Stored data

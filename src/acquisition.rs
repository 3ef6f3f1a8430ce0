// 取得ループ(読み出し→判定→追記→公開)
// SPDX-License-Identifier: MPL-2.0
// SPDX-FileCopyrightText: 2025 Akihiro Yamamoto <github.com/ak1211>
//
use crate::anomaly::Thresholds;
use crate::meter::ReadMeter;
use crate::reading::{self, Reading};
use crate::store::{ReadingStore, StorageError};
use std::result;
use std::time::Duration;
use tokio_util::sync::CancellationToken;

/// 表示面へ渡す履歴の件数
pub const HISTORY_DEPTH: u32 = 10;

/// 表示面。サイクルごとに最新値と新しい順の履歴を受け取る。
/// 描画方法はこちらでは関知しない。
pub trait DisplaySink {
    fn accept(&mut self, latest: &Reading, recent: &[Reading]);
}

/// 取得ループ。電力計とストアのハンドルはここが専有する。
pub struct AcquisitionLoop<R, D> {
    reader: R,
    store: ReadingStore,
    sink: D,
    thresholds: Thresholds,
    refresh_interval: Duration,
}

impl<R, D> AcquisitionLoop<R, D>
where
    R: ReadMeter,
    D: DisplaySink,
{
    pub fn new(
        reader: R,
        store: ReadingStore,
        sink: D,
        thresholds: Thresholds,
        refresh_interval: Duration,
    ) -> Self {
        AcquisitionLoop {
            reader,
            store,
            sink,
            thresholds,
            refresh_interval,
        }
    }

    /// 停止要求まで取得サイクルを繰り返す。
    /// 停止時は実行中のサイクルを終えてから抜ける。
    /// 正常終了ならストアを返すので呼び出し側が閉じる。
    pub async fn run(
        mut self,
        cancel: CancellationToken,
    ) -> result::Result<ReadingStore, StorageError> {
        while !cancel.is_cancelled() {
            self.run_cycle().await?;
            // サイクル終了から次の開始までを取得周期とする(固定レートではない)。
            // 読み出しに時間がかかった分だけ次のサイクルは遅れる。
            tokio::select! {
                _ = cancel.cancelled() => break,
                _ = tokio::time::sleep(self.refresh_interval) => {}
            }
        }
        tracing::info!("acquisition loop stopped");
        Ok(self.store)
    }

    /// 1サイクル。読み出し失敗はこのサイクルを飛ばすだけで、
    /// 即時の再試行はしない(次のティックが再試行を兼ねる)。
    /// ストアへの追記失敗だけがループを止める。
    async fn run_cycle(&mut self) -> result::Result<(), StorageError> {
        let timestamp = reading::acquisition_time();
        let raw = match self.reader.read() {
            Ok(raw) => raw,
            Err(e) => {
                tracing::warn!("meter read failed, skipping this cycle: {e}");
                return Ok(());
            }
        };

        let reading = Reading::from_raw(timestamp, &raw, &self.thresholds);
        self.store.append(&reading).await?;

        let recent = self.store.recent(HISTORY_DEPTH).await?;
        self.sink.accept(&reading, &recent);
        Ok(())
    }
}

#[cfg(test)]
use crate::modbus::DeviceError;
#[cfg(test)]
use crate::reading::RawRegisters;
#[cfg(test)]
use std::collections::VecDeque;
#[cfg(test)]
use std::io;
#[cfg(test)]
use std::sync::{Arc, Mutex};

/// 台本どおりの結果を返して、尽きたら停止要求を出す電力計(テスト用)
#[cfg(test)]
struct ScriptedMeter {
    script: VecDeque<result::Result<RawRegisters, DeviceError>>,
    cancel: CancellationToken,
}

#[cfg(test)]
impl ReadMeter for ScriptedMeter {
    fn read(&mut self) -> result::Result<RawRegisters, DeviceError> {
        let next = self.script.pop_front().unwrap_or_else(|| {
            Err(DeviceError::Io(io::Error::from(io::ErrorKind::TimedOut)))
        });
        if self.script.is_empty() {
            self.cancel.cancel();
        }
        next
    }
}

#[cfg(test)]
#[derive(Clone, Default)]
struct RecordingSink {
    published: Arc<Mutex<Vec<(Reading, Vec<Reading>)>>>,
}

#[cfg(test)]
impl DisplaySink for RecordingSink {
    fn accept(&mut self, latest: &Reading, recent: &[Reading]) {
        self.published
            .lock()
            .unwrap()
            .push((latest.clone(), recent.to_vec()));
    }
}

#[cfg(test)]
const THRESHOLDS: Thresholds = Thresholds {
    voltage_high: 250.0,
    voltage_low: 200.0,
    current_high: 10.0,
    power_high: 2000.0,
};

#[cfg(test)]
async fn memory_store() -> ReadingStore {
    let store = ReadingStore::connect("sqlite::memory:").await.unwrap();
    store.ensure_schema().await.unwrap();
    store
}

#[tokio::test]
async fn test1() {
    // 成功サイクル: 追記されて最新値と履歴が公開される
    let cancel = CancellationToken::new();
    let meter = ScriptedMeter {
        script: VecDeque::from(vec![Ok(RawRegisters {
            voltage: 23500,
            current: 500,
            power_factor: 950,
            power: 220000,
            energy: 1500,
        })]),
        cancel: cancel.clone(),
    };
    let sink = RecordingSink::default();
    let published = sink.published.clone();

    let store = memory_store().await;
    let acquisition = AcquisitionLoop::new(
        meter,
        store,
        sink,
        THRESHOLDS,
        Duration::from_millis(10),
    );
    let store = acquisition.run(cancel).await.unwrap();

    // ストアには異常フラグ付きの1行だけ
    let rows = store.recent(10).await.unwrap();
    assert_eq!(rows.len(), 1);
    assert_eq!(rows[0].power, 2200.0);
    assert!(rows[0].anomaly());

    // 公開は1回、最新値は追記した行、履歴は新しい順
    let published = published.lock().unwrap();
    assert_eq!(published.len(), 1);
    let (latest, recent) = &published[0];
    assert_eq!(*latest, rows[0]);
    assert_eq!(*recent, rows);
}

#[tokio::test]
async fn test2() {
    // 読み出し失敗: ストアは変化せず、公開もされず、ループは止まらない
    let cancel = CancellationToken::new();
    let meter = ScriptedMeter {
        script: VecDeque::from(vec![Err(DeviceError::Io(io::Error::from(
            io::ErrorKind::TimedOut,
        )))]),
        cancel: cancel.clone(),
    };
    let sink = RecordingSink::default();
    let published = sink.published.clone();

    let store = memory_store().await;
    let acquisition = AcquisitionLoop::new(
        meter,
        store,
        sink,
        THRESHOLDS,
        Duration::from_millis(10),
    );
    let store = acquisition.run(cancel).await.unwrap();

    assert!(store.recent(10).await.unwrap().is_empty());
    assert!(published.lock().unwrap().is_empty());
}

#[tokio::test]
async fn test3() {
    // 失敗サイクルの次のティックで回復する(即時再試行はしない)
    let cancel = CancellationToken::new();
    let meter = ScriptedMeter {
        script: VecDeque::from(vec![
            Err(DeviceError::Checksum { register: 0 }),
            Ok(RawRegisters {
                voltage: 23500,
                current: 500,
                power_factor: 950,
                power: 110000,
                energy: 1500,
            }),
        ]),
        cancel: cancel.clone(),
    };
    let sink = RecordingSink::default();
    let published = sink.published.clone();

    let store = memory_store().await;
    let acquisition = AcquisitionLoop::new(
        meter,
        store,
        sink,
        THRESHOLDS,
        Duration::from_millis(10),
    );
    let store = acquisition.run(cancel).await.unwrap();

    let rows = store.recent(10).await.unwrap();
    assert_eq!(rows.len(), 1);
    assert!(!rows[0].anomaly());
    assert_eq!(published.lock().unwrap().len(), 1);
}

#[tokio::test]
async fn test4() {
    // 停止要求済みならサイクルをひとつも回さない
    let cancel = CancellationToken::new();
    cancel.cancel();
    let meter = ScriptedMeter {
        script: VecDeque::new(),
        cancel: cancel.clone(),
    };
    let sink = RecordingSink::default();
    let published = sink.published.clone();

    let store = memory_store().await;
    let acquisition = AcquisitionLoop::new(
        meter,
        store,
        sink,
        THRESHOLDS,
        Duration::from_millis(10),
    );
    let store = acquisition.run(cancel).await.unwrap();

    assert!(store.recent(10).await.unwrap().is_empty());
    assert!(published.lock().unwrap().is_empty());
    store.close().await;
}
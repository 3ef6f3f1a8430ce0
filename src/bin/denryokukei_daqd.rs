// 電力計からデーターを収集してデーターベースに蓄積する。
// SPDX-License-Identifier: MPL-2.0
// SPDX-FileCopyrightText: 2025 Akihiro Yamamoto <github.com/ak1211>
//
use clap::Parser;
use denryokukei::Reading;
use denryokukei::acquisition::{AcquisitionLoop, DisplaySink};
use denryokukei::config::{ConfigError, MonitorConfig};
use denryokukei::meter::MeterReader;
use denryokukei::store::{ReadingStore, StorageError};
use std::process::ExitCode;
use std::result;
use thiserror::Error;
use tokio_util::sync::CancellationToken;
use tracing_subscriber::{layer::SubscriberExt, util::SubscriberInitExt};

#[derive(Debug, Error)]
pub enum DaqDaemonError {
    #[error(r#"config "{0}""#)]
    Config(#[from] ConfigError),

    #[error(r#"serial port "{0}""#)]
    SerialPort(#[from] serialport::Error),

    #[error(r#"storage "{0}""#)]
    Storage(#[from] StorageError),
}

/// 電力計を定期的に読み出してデーターベースに蓄積する。
#[derive(Parser, Debug)]
#[command(name = "denryokukei_daqd")]
#[command(version, about, long_about = None)]
struct Cli {
    /// 設定ファイル名
    #[arg(short = 'S', long, default_value = "denryokukei.toml")]
    config_file: String,

    /// データベースURL
    #[arg(
        long,
        env = "DATABASE_URL",
        default_value = "sqlite:energy_data.db?mode=rwc"
    )]
    database_url: String,
}

/// 最新値と履歴をログに出す表示面
struct TracingSink;

impl DisplaySink for TracingSink {
    fn accept(&mut self, latest: &Reading, recent: &[Reading]) {
        tracing::info!("{latest}");
        if latest.anomaly() {
            tracing::warn!("anomaly detected at {}", latest.timestamp_key());
        }
        tracing::debug!("{} readings in recent history", recent.len());
    }
}

/// 電力計からデーターを収集する
async fn exec_data_acquisition(
    cli: &Cli,
    cancel: CancellationToken,
) -> result::Result<(), DaqDaemonError> {
    // 設定ファイルの欠落・破損は致命的。取得を始める前に止まる。
    let config = MonitorConfig::from_file(&cli.config_file)?;

    // シリアルポートを開く
    let serial_port = serialport::new(&config.serial_port, config.baudrate)
        .data_bits(config.data_bits()?)
        .parity(config.parity()?)
        .stop_bits(config.stop_bits()?)
        .timeout(config.timeout())
        .open()?;
    let reader = MeterReader::new(serial_port, config.slave_address);

    // データーベースに接続してテーブルを用意する
    let store = ReadingStore::connect(&cli.database_url).await?;
    store.ensure_schema().await?;

    let acquisition = AcquisitionLoop::new(
        reader,
        store,
        TracingSink,
        config.thresholds(),
        config.refresh_interval(),
    );
    let store = acquisition.run(cancel).await?;
    store.close().await;
    Ok(())
}

#[tokio::main]
async fn main() -> ExitCode {
    let app_info = format!("{} / {}", env!("CARGO_PKG_NAME"), env!("CARGO_PKG_VERSION"));

    // tracingの設定
    let registry = tracing_subscriber::registry();

    // systemd-journaldに接続
    match tracing_journald::layer() {
        // journaldにログ出力する
        Ok(journald_layer) => registry.with(journald_layer).init(),
        // journaldが使えないので、標準出力にログ出力する
        Err(e) => {
            registry
                .with(
                    tracing_subscriber::fmt::layer()
                        .with_timer(tracing_subscriber::fmt::time::LocalTime::rfc_3339())
                        .with_file(false)
                        .with_line_number(false)
                        .with_thread_names(false)
                        .with_thread_ids(false)
                        .with_ansi(false),
                )
                .init();
            tracing::warn!("couldn't connect to journald: {}", e)
        }
    }

    dotenv::dotenv().ok();

    // コマンドライン引数
    let cli = Cli::parse();

    // Ctrl-Cで停止要求を出す
    let cancel = CancellationToken::new();
    let signal_cancel = cancel.clone();
    tokio::spawn(async move {
        if tokio::signal::ctrl_c().await.is_ok() {
            tracing::info!("stop requested");
            signal_cancel.cancel();
        }
    });

    // サービスを開始する
    tracing::info!("{app_info} started.");
    match exec_data_acquisition(&cli, cancel).await {
        Ok(()) => {
            tracing::info!("{app_info} stopped.");
            ExitCode::SUCCESS
        }
        Err(e) => {
            tracing::error!("{app_info} aborted, reason: {e}");
            ExitCode::FAILURE
        }
    }
}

Task prompt » Report only the number of lines in the records that include the word "DeviceError".

Response to the task » 6